Your task. Records follow. Copy every line with "that".

Source material.
// SPDX-License-Identifier: MIT OR Apache-2.0

//! Per-run scratch directory.
//!
//! Holds the file lists handed to the archiver and, during restore, the
//! staging area into which renamed files are extracted before being moved
//! to their logical paths. Removed when the run ends.

use anyhow::{Context, Result};
use std::path::{Path, PathBuf};

pub struct Workdir {
    path: PathBuf,
}

impl Workdir {
    /// Create the scratch directory under `base` (the system temp dir when
    /// not configured). The name carries the pid so concurrent runs against
    /// different roots cannot collide.
    pub fn create(base: Option<&Path>) -> Result<Self> {
        let base = base
            .map(Path::to_path_buf)
            .unwrap_or_else(std::env::temp_dir);
        let path = base.join(format!("incbak-work-{}", std::process::id()));
        std::fs::create_dir_all(&path)
            .with_context(|| format!("failed to create workdir {}", path.display()))?;
        Ok(Self { path })
    }

    /// Staging area for redirected (renamed-file) extraction.
    pub fn staging(&self) -> Result<PathBuf> {
        let dir = self.path.join("staging");
        std::fs::create_dir_all(&dir)
            .with_context(|| format!("failed to create {}", dir.display()))?;
        Ok(dir)
    }

    /// Path of a per-generation archiver file list, e.g. `bc_<id>.txt`.
    pub fn list_file(&self, prefix: &str, generation: &str) -> PathBuf {
        self.path.join(format!("{prefix}_{generation}.txt"))
    }
}

impl Drop for Workdir {
    fn drop(&mut self) {
        if let Err(e) = std::fs::remove_dir_all(&self.path) {
            tracing::warn!("leaving workdir {} behind: {e}", self.path.display());
        }
    }
}

/// Write one archiver file list, one quoted path per line.
pub fn write_list_file(path: &Path, entries: &[String]) -> Result<()> {
    let mut body = String::new();
    for entry in entries {
        body.push_str(&crate::paths::quote(entry));
        body.push('\n');
    }
    std::fs::write(path, body).with_context(|| format!("failed to write {}", path.display()))
}
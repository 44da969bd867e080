// SPDX-License-Identifier: MIT OR Apache-2.0

//! Domain errors that must stop a run.
//!
//! Most failures in this tool are soft: the scanner, the manifest reader and
//! the restore planner log and keep going. The variants here are the ones
//! that mean the archive root itself can no longer be trusted.

use thiserror::Error;

#[derive(Debug, Error)]
pub enum CatalogError {
    /// A MOVE or DELETE record referenced a path that is not live at that
    /// point of the fold. The manifest chain is corrupt.
    #[error("generation {generation}: record references unknown path '{path}'")]
    MissingPath { generation: String, path: String },

    /// A generation directory exists but its manifest cannot be read.
    #[error("generation {generation}: cannot read manifest: {source}")]
    UnreadableManifest {
        generation: String,
        #[source]
        source: std::io::Error,
    },

    /// All 100 per-day sequence numbers are taken.
    #[error("no free generation id left for date {date}")]
    DateExhausted { date: String },
}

Answer box.
//! Domain errors that must stop a run.
//! that mean the archive root itself can no longer be trusted.
    /// A MOVE or DELETE record referenced a path that is not live at that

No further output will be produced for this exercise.